How small acts can change the world

  • Published
People demand the release of Liu Xiaobo outside the Chinese foreign ministry building in Hong Kong (8 October 2010)
Image caption,

Liu Xiaobo was imprisoned for eleven years in December on subversion charges

The awarding of the Nobel Peace Prize to the Chinese dissident, Liu Xiaobo, is a reminder of the damage autocracies do to themselves when they clamp down on freedom of speech and thought.

At a single day's trial last December, Mr Liu was sentenced to 11 years in prison after having helped to draft Charter 08, a manifesto for political change in China.

His Nobel prize comes at the precise moment when people right at the top of the Chinese system such as the Premier, Wen Jiabao, are joining the debate about the need for greater political liberalisation.

The act of official irritability which took away Mr Liu's freedom is becoming more and more of an international embarrassment to China.

Now, in every country in the world, his name and cause will be known; and more people in dictatorships everywhere will be emboldened to imitate his small act of resistance.

'Losing game'

That last phrase comes from a book which by chance is published today - Small Acts of Resistance: How Courage, Tenacity, and Ingenuity Can Change the World, external.

It is written by Steve Crawshaw, international advocacy director of Amnesty International, and John Jackson, a long-term campaigner for human rights and other major international issues.

Suitably enough, the foreword is provided by Vaclav Havel, who helped to draft Charter 77 in the days when the hand of the Soviet Union was heavy on the former Czechoslovakia.

Only 12 years later, after serving many of them in prison, Mr Havel led the entirely peaceful revolution which brought down Marxism-Leninism in the country, and became the freely-elected president.

Mr Crawshaw and Mr Jackson detail example after example of the way in which governments which deny people their freedom have been brought down by people who are determined to speak and act as though they are free.

"I'm full of humour and irony, and you're beating me, arresting me," declared Srdja Popovic, a Belgrade student involved in the Otpor (Resistance) movement against the late Serbian dictator, Slobodan Milosevic. "That's a game you always lose."

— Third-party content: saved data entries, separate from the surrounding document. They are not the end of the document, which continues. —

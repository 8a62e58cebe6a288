//! # Configuration Management
//!
//! Loads application configuration from multiple sources:
//! - Default values (built into the code)
//! - An optional `config.toml` file
//! - Environment variables (with `APP_` prefix, sections separated by `__`)
//!
//! ## Configuration Priority (highest to lowest):
//! 1. `HOST` / `PORT` (deployment platforms set these)
//! 2. Environment variables (`APP_SERVER__PORT`, `APP_BACKEND__MODEL_ID`, ...)
//! 3. Configuration file (config.toml)
//! 4. Default values (defined in the Default impl)
//!
//! ## Rust Concepts:
//! - **Serde enums**: `capture = "file"` in TOML becomes `CaptureKind::File`
//! - **cfg!(feature = ...)**: Validation knows at compile time whether device audio exists

use crate::audio::capture::CaptureConfig;
use crate::coach::SessionSettings;
use crate::transport::{LiveConnectConfig, ResponseModality};
use anyhow::Result;
use serde::{Deserialize, Serialize};
use std::env;
use std::time::Duration;

/// Placeholder in `instruction_template` that the persona replaces.
pub const PERSONA_PLACEHOLDER: &str = "{persona}";

/// Main application configuration.
#[derive(Debug, Clone, PartialEq, Serialize, Deserialize)]
pub struct AppConfig {
    pub server: ServerConfig,
    pub backend: BackendConfig,
    pub coach: CoachConfig,
    pub audio: AudioConfig,
    pub performance: PerformanceConfig,
}

/// Where the HTTP server listens.
#[derive(Debug, Clone, PartialEq, Serialize, Deserialize)]
pub struct ServerConfig {
    pub host: String,
    pub port: u16,
}

/// The streaming conversational backend.
///
/// ## Fields:
/// - `endpoint`: WebSocket URL (`wss://` needs the `tls` feature)
/// - `model_id`: Sent in the setup frame as `models/<model_id>`
/// - `voice_name`: Prebuilt voice the model answers with
/// - `connect_timeout_secs`: How long `start()` waits for the session to become ready
#[derive(Debug, Clone, PartialEq, Serialize, Deserialize)]
pub struct BackendConfig {
    pub endpoint: String,
    pub model_id: String,
    pub voice_name: String,
    pub connect_timeout_secs: u64,
}

/// Who the coach is.
#[derive(Debug, Clone, PartialEq, Serialize, Deserialize)]
pub struct CoachConfig {
    pub persona: String,
    /// System instruction text; must contain `{persona}`
    pub instruction_template: String,
}

#[derive(Debug, Clone, Copy, PartialEq, Eq, Serialize, Deserialize)]
#[serde(rename_all = "lowercase")]
pub enum CaptureKind {
    /// Replay a WAV file as if it were a microphone
    File,
    /// Default input device (needs the `device-audio` feature)
    Device,
}

#[derive(Debug, Clone, Copy, PartialEq, Eq, Serialize, Deserialize)]
#[serde(rename_all = "lowercase")]
pub enum OutputKind {
    /// Software clock, audio is mixed and discarded
    Headless,
    /// Default output device (needs the `device-audio` feature)
    Device,
}

/// Audio formats and endpoints.
#[derive(Debug, Clone, PartialEq, Serialize, Deserialize)]
pub struct AudioConfig {
    pub input_sample_rate: u32,
    pub output_sample_rate: u32,
    /// Samples per uplink frame
    pub frame_size: usize,
    pub capture: CaptureKind,
    pub capture_file: String,
    pub output: OutputKind,
    /// Frames buffered between the capture callback and the uplink
    pub capture_queue_frames: usize,
}

/// Queue sizes.
#[derive(Debug, Clone, PartialEq, Serialize, Deserialize)]
pub struct PerformanceConfig {
    pub inbound_queue_capacity: usize,
    pub event_channel_capacity: usize,
}

impl Default for AppConfig {
    fn default() -> Self {
        Self {
            server: ServerConfig {
                host: "127.0.0.1".to_string(),
                port: 8080,
            },
            backend: BackendConfig {
                endpoint: "ws://127.0.0.1:9000/live".to_string(),
                model_id: "gemini-2.0-flash-live-001".to_string(),
                voice_name: "Puck".to_string(),
                connect_timeout_secs: 10,
            },
            coach: CoachConfig {
                persona: "a friendly, encouraging speaking coach".to_string(),
                instruction_template: "You are {persona}. Keep answers short and conversational, \
                                       and ask one follow-up question at a time."
                    .to_string(),
            },
            audio: AudioConfig {
                input_sample_rate: crate::audio::INPUT_SAMPLE_RATE,
                output_sample_rate: crate::audio::OUTPUT_SAMPLE_RATE,
                frame_size: crate::audio::DEFAULT_FRAME_SIZE,
                capture: CaptureKind::File,
                capture_file: "audio/coach-input.wav".to_string(),
                output: OutputKind::Headless,
                capture_queue_frames: 32,
            },
            performance: PerformanceConfig {
                inbound_queue_capacity: 256,
                event_channel_capacity: 128,
            },
        }
    }
}

impl AppConfig {
    /// Load configuration from defaults, `config.toml` and the environment.
    ///
    /// ## Environment Variable Examples:
    /// - `APP_SERVER__PORT=3000`
    /// - `APP_BACKEND__ENDPOINT=wss://example.com/live`
    /// - `APP_AUDIO__CAPTURE=device`
    /// - `HOST=0.0.0.0`, `PORT=3000`
    pub fn load() -> Result<Self> {
        let mut settings = config::Config::builder()
            .add_source(config::Config::try_from(&AppConfig::default())?)
            .add_source(config::File::with_name("config").required(false))
            .add_source(
                config::Environment::with_prefix("APP")
                    .prefix_separator("_")
                    .separator("__"),
            );

        if let Ok(host) = env::var("HOST") {
            settings = settings.set_override("server.host", host)?;
        }
        if let Ok(port) = env::var("PORT") {
            settings = settings.set_override("server.port", port)?;
        }

        let config = settings.build()?.try_deserialize()?;
        Ok(config)
    }

    /// Check that the configuration can actually run a session.
    pub fn validate(&self) -> Result<()> {
        if self.server.port == 0 {
            return Err(anyhow::anyhow!("Server port cannot be 0"));
        }

        if self.backend.endpoint.trim().is_empty() {
            return Err(anyhow::anyhow!("Backend endpoint cannot be empty"));
        }
        if self.backend.model_id.trim().is_empty() {
            return Err(anyhow::anyhow!("Backend model_id cannot be empty"));
        }
        if self.backend.connect_timeout_secs == 0 {
            return Err(anyhow::anyhow!("Backend connect timeout must be greater than 0"));
        }

        if !self.coach.instruction_template.contains(PERSONA_PLACEHOLDER) {
            return Err(anyhow::anyhow!(
                "Instruction template must contain the {} placeholder",
                PERSONA_PLACEHOLDER
            ));
        }

        if self.audio.input_sample_rate == 0 || self.audio.output_sample_rate == 0 {
            return Err(anyhow::anyhow!("Sample rates must be greater than 0"));
        }
        if self.audio.frame_size == 0 {
            return Err(anyhow::anyhow!("Frame size must be greater than 0"));
        }
        if self.audio.capture_queue_frames == 0 {
            return Err(anyhow::anyhow!("Capture queue must hold at least one frame"));
        }
        if self.audio.capture == CaptureKind::File && self.audio.capture_file.trim().is_empty() {
            return Err(anyhow::anyhow!("File capture needs audio.capture_file"));
        }

        let wants_device = self.audio.capture == CaptureKind::Device || self.audio.output == OutputKind::Device;
        if wants_device && !cfg!(feature = "device-audio") {
            return Err(anyhow::anyhow!(
                "Device audio requested but this build lacks the device-audio feature"
            ));
        }

        if self.performance.inbound_queue_capacity == 0 || self.performance.event_channel_capacity == 0 {
            return Err(anyhow::anyhow!("Queue capacities must be greater than 0"));
        }

        Ok(())
    }

    /// The persona substituted into the instruction template.
    pub fn system_instruction(&self) -> String {
        self.coach
            .instruction_template
            .replace(PERSONA_PLACEHOLDER, self.coach.persona.trim())
    }

    pub fn connect_timeout(&self) -> Duration {
        Duration::from_secs(self.backend.connect_timeout_secs)
    }

    /// What the coach needs for its next `start()`.
    pub fn session_settings(&self) -> SessionSettings {
        SessionSettings {
            model_id: self.backend.model_id.clone(),
            connect: LiveConnectConfig {
                response_modality: ResponseModality::Audio,
                voice_name: self.backend.voice_name.clone(),
                system_instruction: self.system_instruction(),
                input_transcription: true,
                output_transcription: true,
            },
            capture: CaptureConfig {
                sample_rate: self.audio.input_sample_rate,
                frame_size: self.audio.frame_size,
                queue_frames: self.audio.capture_queue_frames,
            },
            output_sample_rate: self.audio.output_sample_rate,
        }
    }

    /// Apply a partial update, e.g. `{"coach": {"persona": "a debate coach"}}`.
    ///
    /// Only the fields that are present change. The backend endpoint, its connect timeout,
    /// audio endpoints and the server address are fixed at startup; updating them is an error.
    pub fn update_from_json(&mut self, json_str: &str) -> Result<()> {
        let partial_config: serde_json::Value = serde_json::from_str(json_str)?;

        if let Some(backend) = partial_config.get("backend") {
            for key in ["endpoint", "connect_timeout_secs"] {
                if backend.get(key).is_some() {
                    return Err(anyhow::anyhow!("backend.{} is fixed at startup", key));
                }
            }
            if let Some(model_id) = backend.get("model_id").and_then(|v| v.as_str()) {
                self.backend.model_id = model_id.to_string();
            }
            if let Some(voice) = backend.get("voice_name").and_then(|v| v.as_str()) {
                self.backend.voice_name = voice.to_string();
            }
        }

        if let Some(coach) = partial_config.get("coach") {
            if let Some(persona) = coach.get("persona").and_then(|v| v.as_str()) {
                self.coach.persona = persona.to_string();
            }
            if let Some(template) = coach.get("instruction_template").and_then(|v| v.as_str()) {
                self.coach.instruction_template = template.to_string();
            }
        }

        if let Some(audio) = partial_config.get("audio") {
            if let Some(frame_size) = audio.get("frame_size").and_then(|v| v.as_u64()) {
                self.audio.frame_size = frame_size as usize;
            }
            if let Some(queue) = audio.get("capture_queue_frames").and_then(|v| v.as_u64()) {
                self.audio.capture_queue_frames = queue as usize;
            }
        }

        self.validate()?;
        Ok(())
    }
}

He was right. Milosevic was soon chased out of power and put on trial for his crimes.

Symbol of resistance

Even in countries where it is still dangerous to speak out, people find ways of doing so.

Image caption,

Images of Neda Agha-Soltan's dying moments shown around the world

In Tehran in June 2009, a 26-year-old woman, Neda Agha-Soltan, was shot dead in the street as she took part in a protest against the strongly disputed re-election of President Mahmoud Ahmadinejad.

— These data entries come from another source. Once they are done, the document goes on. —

//! # Session Resources
//!
//! Everything a live session holds, gathered in one owner so that it can only be
//! released as a unit.
//!
//! ## Teardown Order:
//! 1. Stop capture (no new frames) and record how many frames it dropped
//! 2. Detach the uplink task
//! 3. Close the live session
//! 4. Detach the downlink task
//! 5. Flush playback (stop every scheduled source, reset the cursor)
//! 6. Close the output clock
//!
//! Every step runs even if an earlier one failed or panicked. Each slot is an `Option`
//! that is `take()`n by its step, so tearing down twice is harmless and `Drop` can
//! simply tear down again.

use crate::audio::capture::CaptureHandle;
use crate::audio::output::AudioOutput;
use crate::audio::playback::PlaybackScheduler;
use crate::error::VoiceError;
use crate::state::PipelineMetrics;
use crate::transport::LiveSession;
use std::panic::{catch_unwind, AssertUnwindSafe};
use std::sync::atomic::Ordering;
use std::sync::{Arc, Mutex};
use tokio::task::JoinHandle;
use tracing::{debug, warn};

/// Result of one teardown pass.
#[derive(Debug, Default, Clone, PartialEq)]
pub struct TeardownReport {
    /// Steps that actually had something to release
    pub released: Vec<&'static str>,
    /// `(step, reason)` for every step that failed
    pub failures: Vec<(&'static str, String)>,
}

impl TeardownReport {
    pub fn is_clean(&self) -> bool {
        self.failures.is_empty()
    }
}

/// The single owner of a session's capture, tasks, connection and audio output.
pub struct SessionResources {
    pub(crate) capture: Option<CaptureHandle>,
    pub(crate) uplink: Option<JoinHandle<()>>,
    pub(crate) session: Option<LiveSession>,
    pub(crate) downlink: Option<JoinHandle<()>>,
    pub(crate) playback: Option<Arc<Mutex<PlaybackScheduler>>>,
    pub(crate) output: Option<Arc<dyn AudioOutput>>,
    metrics: Arc<PipelineMetrics>,
}

impl SessionResources {
    pub fn new(metrics: Arc<PipelineMetrics>) -> Self {
        Self {
            capture: None,
            uplink: None,
            session: None,
            downlink: None,
            playback: None,
            output: None,
            metrics,
        }
    }

    /// Whether every slot is empty.
    pub fn is_released(&self) -> bool {
        self.capture.is_none()
            && self.uplink.is_none()
            && self.session.is_none()
            && self.downlink.is_none()
            && self.playback.is_none()
            && self.output.is_none()
    }

    /// Release everything that is still held.
    pub fn teardown(&mut self) -> TeardownReport {
        let mut report = TeardownReport::default();
        if self.is_released() {
            return report;
        }

        if let Some(mut capture) = self.capture.take() {
            run_step(&mut report, "stop capture", || capture.stop());
            let dropped = capture.dropped_frames();
            if dropped > 0 {
                debug!("Capture dropped {} frames during the session", dropped);
            }
            self.metrics
                .capture_frames_dropped
                .fetch_add(dropped, Ordering::Relaxed);
        }
        if let Some(uplink) = self.uplink.take() {
            run_step(&mut report, "detach uplink", move || {
                uplink.abort();
                Ok(())
            });
        }
        if let Some(session) = self.session.take() {
            run_step(&mut report, "close session", move || {
                session.close();
                Ok(())
            });
        }
        if let Some(downlink) = self.downlink.take() {
            run_step(&mut report, "detach downlink", move || {
                downlink.abort();
                Ok(())
            });
        }
        if let Some(playback) = self.playback.take() {
            run_step(&mut report, "flush playback", move || {
                let mut scheduler = playback.lock().unwrap_or_else(|poisoned| poisoned.into_inner());
                let cut = scheduler.stop_all();
                debug!("Flushed {} playback sources", cut);
                Ok(())
            });
        }
        if let Some(output) = self.output.take() {
            run_step(&mut report, "close output", move || output.close());
        }

        self.metrics.teardowns.fetch_add(1, Ordering::Relaxed);
        self.metrics
            .teardown_failures
            .fetch_add(report.failures.len() as u64, Ordering::Relaxed);
        report
    }
}

impl Drop for SessionResources {
    fn drop(&mut self) {
        let report = self.teardown();
        if !report.released.is_empty() {
            debug!("Session resources released on drop: {:?}", report.released);
        }
    }
}

/// Run one release step, converting both errors and panics into a failure entry.
fn run_step<F>(report: &mut TeardownReport, step: &'static str, release: F)
where
    F: FnOnce() -> Result<(), VoiceError>,
{
    report.released.push(step);
    let reason = match catch_unwind(AssertUnwindSafe(release)) {
        Ok(Ok(())) => return,
        Ok(Err(e)) => e.to_string(),
        Err(panic) => panic
            .downcast_ref::<&str>()
            .map(|s| s.to_string())
            .or_else(|| panic.downcast_ref::<String>().cloned())
            .unwrap_or_else(|| "panic".to_string()),
    };
    warn!("Teardown step '{}' failed: {}", step, reason);
    report.failures.push((step, reason));
}

#[cfg(test)]
mod tests {
    use super::*;
    use crate::audio::playback::tests::{pcm_chunk, ManualOutput};
    use std::sync::atomic::{AtomicU64, AtomicUsize};

    fn capture_handle(calls: &Arc<AtomicUsize>, fail: bool) -> CaptureHandle {
        capture_handle_with_drops(calls, fail, 0)
    }

    fn capture_handle_with_drops(calls: &Arc<AtomicUsize>, fail: bool, dropped: u64) -> CaptureHandle {
        let calls = Arc::clone(calls);
        CaptureHandle::new(
            move || {
                calls.fetch_add(1, Ordering::SeqCst);
                if fail {
                    panic!("driver crashed");
                }
                Ok(())
            },
            Arc::new(AtomicU64::new(dropped)),
        )
    }

    #[tokio::test]
    async fn test_teardown_releases_everything_in_order() {
        let metrics = Arc::new(PipelineMetrics::default());
        let calls = Arc::new(AtomicUsize::new(0));
        let (session, _outbound) = LiveSession::channel();
        let output = Arc::new(ManualOutput::new(24_000));
        let mut scheduler = PlaybackScheduler::new(output.clone());
        scheduler.on_audio_chunk(&pcm_chunk(240)).unwrap();

        let mut resources = SessionResources::new(Arc::clone(&metrics));
        resources.capture = Some(capture_handle(&calls, false));
        resources.uplink = Some(tokio::spawn(std::future::pending::<()>()));
        resources.session = Some(session.clone());
        resources.downlink = Some(tokio::spawn(std::future::pending::<()>()));
        resources.playback = Some(Arc::new(Mutex::new(scheduler)));
        resources.output = Some(output.clone());

        let report = resources.teardown();
        assert!(report.is_clean());
        assert_eq!(
            report.released,
            vec![
                "stop capture",
                "detach uplink",
                "close session",
                "detach downlink",
                "flush playback",
                "close output"
            ]
        );
        assert!(resources.is_released());
        assert_eq!(calls.load(Ordering::SeqCst), 1);
        assert!(session.is_closed());
        assert!(output.is_closed());
        assert_eq!(output.playing_count(), 0);

        // Second pass has nothing left to do
        assert!(resources.teardown().released.is_empty());
        assert_eq!(metrics.teardowns.load(Ordering::SeqCst), 1);
    }

    #[tokio::test]
    async fn test_failing_step_does_not_block_the_rest() {
        let metrics = Arc::new(PipelineMetrics::default());
        let calls = Arc::new(AtomicUsize::new(0));
        let (session, _outbound) = LiveSession::channel();
        let mut output = ManualOutput::new(24_000);
        output.fail_close = true;
        let output = Arc::new(output);

        let mut resources = SessionResources::new(Arc::clone(&metrics));
        resources.capture = Some(capture_handle(&calls, true));
        resources.session = Some(session.clone());
        resources.output = Some(output.clone());

        let report = resources.teardown();
        assert_eq!(report.failures.len(), 2);
        assert_eq!(report.failures[0].0, "stop capture");
        assert!(report.failures[0].1.contains("driver crashed"));
        assert_eq!(report.failures[1].0, "close output");

        assert!(session.is_closed());
        assert!(output.is_closed());
        assert_eq!(metrics.teardown_failures.load(Ordering::SeqCst), 2);
    }

    #[tokio::test]
    async fn test_capture_drops_are_recorded() {
        let metrics = Arc::new(PipelineMetrics::default());
        let calls = Arc::new(AtomicUsize::new(0));

        let mut resources = SessionResources::new(Arc::clone(&metrics));
        resources.capture = Some(capture_handle_with_drops(&calls, false, 5));
        resources.teardown();

        // A failing stop still reports what was dropped
        let mut resources = SessionResources::new(Arc::clone(&metrics));
        resources.capture = Some(capture_handle_with_drops(&calls, true, 2));
        let report = resources.teardown();
        assert_eq!(report.failures.len(), 1);

        assert_eq!(calls.load(Ordering::SeqCst), 2);
        assert_eq!(metrics.snapshot().capture_frames_dropped, 7);
    }

    #[test]
    fn test_drop_tears_down() {
        let (session, _outbound) = LiveSession::channel();
        {
            let mut resources = SessionResources::new(Arc::new(PipelineMetrics::default()));
            resources.session = Some(session.clone());
        }
        assert!(session.is_closed());
    }
}
//! # WebSocket Backend
//!
//! `LiveBackend` implementation over a single WebSocket connection.
//!
//! ## Connection Lifecycle:
//! 1. Open the socket and send the setup frame
//! 2. Wait for `setupComplete` (bounded by the connect timeout); a close or error first
//!    fails `connect`
//! 3. Split the socket: a writer task drains the session's outbound queue in order, a
//!    reader task parses frames into `ServerMessage`s
//! 4. A close from either side ends both tasks; the reader reports `Closed` or `Error`

use crate::error::VoiceError;
use crate::transport::wire::{parse_server_frame, realtime_input_json, setup_frame, ParsedFrame};
use crate::transport::{LiveBackend, LiveConnectConfig, LiveConnection, LiveSession, Outbound, ServerMessage};
use async_trait::async_trait;
use futures_util::stream::{SplitSink, SplitStream};
use futures_util::{SinkExt, StreamExt};
use std::time::Duration;
use tokio::net::TcpStream;
use tokio::sync::mpsc;
use tokio_tungstenite::tungstenite::Message;
use tokio_tungstenite::{connect_async, MaybeTlsStream, WebSocketStream};
use tracing::{debug, info, warn};

type WsStream = WebSocketStream<MaybeTlsStream<TcpStream>>;
type WsSink = SplitSink<WsStream, Message>;
type WsSource = SplitStream<WsStream>;

/// Live backend reached at a `ws://` (or, with the `tls` feature, `wss://`) URL.
pub struct WebSocketBackend {
    endpoint: String,
    connect_timeout: Duration,
    inbound_capacity: usize,
}

impl WebSocketBackend {
    pub fn new(endpoint: impl Into<String>, connect_timeout: Duration, inbound_capacity: usize) -> Self {
        Self {
            endpoint: endpoint.into(),
            connect_timeout,
            inbound_capacity: inbound_capacity.max(1),
        }
    }

    async fn open(&self, model_id: &str, config: &LiveConnectConfig) -> Result<LiveConnection, VoiceError> {
        let (socket, _) = connect_async(self.endpoint.as_str())
            .await
            .map_err(|e| VoiceError::Transport(format!("connect to {} failed: {}", self.endpoint, e)))?;
        let (mut sink, mut source) = socket.split();

        let setup = serde_json::to_string(&setup_frame(model_id, config))
            .map_err(|e| VoiceError::Transport(format!("cannot encode setup: {}", e)))?;
        sink.send(Message::Text(setup.into()))
            .await
            .map_err(|e| VoiceError::Transport(format!("cannot send setup: {}", e)))?;

        wait_for_setup(&mut source).await?;
        info!("Live session ready on {} (model {})", self.endpoint, model_id);

        let (session, outbound) = LiveSession::channel();
        let (inbound_tx, inbound_rx) = mpsc::channel(self.inbound_capacity);

        tokio::spawn(write_loop(sink, outbound));
        tokio::spawn(read_loop(source, inbound_tx, session.clone()));

        Ok(LiveConnection {
            session,
            inbound: inbound_rx,
        })
    }
}

#[async_trait]
impl LiveBackend for WebSocketBackend {
    async fn connect(&self, model_id: &str, config: &LiveConnectConfig) -> Result<LiveConnection, VoiceError> {
        tokio::time::timeout(self.connect_timeout, self.open(model_id, config))
            .await
            .map_err(|_| {
                VoiceError::Transport(format!(
                    "backend did not become ready within {}s",
                    self.connect_timeout.as_secs_f64()
                ))
            })?
    }
}

/// What a raw WebSocket message carries for us.
enum Incoming {
    Json(String),
    Closed(Option<String>),
    Skip,
}

fn classify(message: Message) -> Incoming {
    match message {
        Message::Text(text) => Incoming::Json(text.as_str().to_owned()),
        // Some deployments send JSON in binary frames
        Message::Binary(bytes) => match String::from_utf8(bytes.to_vec()) {
            Ok(text) => Incoming::Json(text),
            Err(_) => {
                warn!("Dropping non-UTF-8 binary frame ({} bytes)", bytes.len());
                Incoming::Skip
            }
        },
        Message::Close(frame) => Incoming::Closed(frame.map(|f| f.reason.to_string())),
        _ => Incoming::Skip,
    }
}

async fn wait_for_setup(source: &mut WsSource) -> Result<(), VoiceError> {
    while let Some(message) = source.next().await {
        let message = message.map_err(|e| VoiceError::Transport(format!("socket error during setup: {}", e)))?;
        match classify(message) {
            Incoming::Json(text) => match parse_server_frame(&text) {
                Ok(ParsedFrame::SetupComplete) => return Ok(()),
                Ok(_) => debug!("Ignoring frame received before setupComplete"),
                Err(e) => warn!("Unparseable frame during setup: {}", e),
            },
            Incoming::Closed(reason) => {
                return Err(VoiceError::Transport(format!(
                    "backend closed during setup: {}",
                    reason.unwrap_or_default()
                )))
            }
            Incoming::Skip => {}
        }
    }
    Err(VoiceError::Transport("backend hung up during setup".to_string()))
}

async fn write_loop(mut sink: WsSink, mut outbound: mpsc::UnboundedReceiver<Outbound>) {
    while let Some(item) = outbound.recv().await {
        match item {
            Outbound::Media(chunk) => {
                let json = match realtime_input_json(&chunk) {
                    Ok(json) => json,
                    Err(e) => {
                        warn!("Cannot encode media chunk: {}", e);
                        continue;
                    }
                };
                if let Err(e) = sink.send(Message::Text(json.into())).await {
                    warn!("Send to backend failed: {}", e);
                    break;
                }
            }
            Outbound::Close => {
                let _ = sink.send(Message::Close(None)).await;
                break;
            }
        }
    }
    let _ = sink.close().await;
    debug!("Backend writer finished");
}

async fn read_loop(mut source: WsSource, inbound: mpsc::Sender<ServerMessage>, session: LiveSession) {
    let last = loop {
        let message = match source.next().await {
            Some(Ok(message)) => message,
            Some(Err(e)) => break ServerMessage::Error(e.to_string()),
            None => break ServerMessage::Closed,
        };

        match classify(message) {
            Incoming::Json(text) => match parse_server_frame(&text) {
                Ok(ParsedFrame::Messages(messages)) => {
                    for message in messages {
                        if inbound.send(message).await.is_err() {
                            debug!("Session consumer gone, stopping reader");
                            session.mark_closed();
                            return;
                        }
                    }
                }
                Ok(_) => {}
                Err(e) => warn!("Skipping unparseable backend frame: {}", e),
            },
            Incoming::Closed(reason) => {
                debug!("Backend closed the session: {:?}", reason);
                break ServerMessage::Closed;
            }
            Incoming::Skip => {}
        }
    };

    session.mark_closed();
    let _ = inbound.send(last).await;
    debug!("Backend reader finished");
}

Her dying moments were captured on video and shown around the world.

Her mother had tried to talk her into staying at home, but Agha-Soltan answered: "If I don't go out, who will?"

She has become a continuing symbol of resistance in a country where the government is clearly unable to win the wholehearted support of its people.

But not all small acts of resistance are directed at brutal autocracies.

Small acts

Even in countries where the rule of law is strong, governments sometimes behave in ways that are questionable.

Image caption,

Just before the start of Ms Gun's trial the prosecution's case collapsed

Mr Crawshaw and Mr Jackson quote the case of Katharine Gun, a young translator of Chinese at the UK's Government Communications Headquarters (GCHQ), where phone calls and messages around the world are monitored.

Although she had been assured by her bosses that she would never be asked to do anything illegal, a senior figure at the US National Security Agency (NSA), which works very closely with GCHQ, asked her early in 2003 to spy on governments like France, Chile and Mexico, which disapproved of the coming invasion of Iraq.

Ms Gun told a friend, who told a British newspaper.

She was arrested, but just before the start of her trial the prosecution case collapsed. She never got her job back, though.

An American naval officer, Lt Cdr Matthew Diaz, was so shocked by the way the US authorities had refused to publish the names of those suspects detained at Guantanamo - thus preventing them from getting independent legal advice - that he copied out hundreds of names and smuggled them to a human rights organisation in New York.

He was sentenced to six months in jail.

"There was nothing else that I could really do," he said afterwards.

That is how people like Vaclav Havel, Srdja Popovic, Katharine Gun and Matthew Diaz feel. Probably it is how Liu Xiaobo, the new Nobel laureate, feels.

As Yigal Bronner wrote, after refusing to serve with the Israeli army in the Occupied Territories: "Our protest will be recorded in the history books, for all generations to see."

In a free society, the weight of public opinion matters in such cases. In societies which are not free, people have to fight harder and risk more.

But the world is full of countries which were once dictatorships and are now free and properly democratic, from Argentina to South Africa.

And almost always it is small acts of resistance which have brought about the change.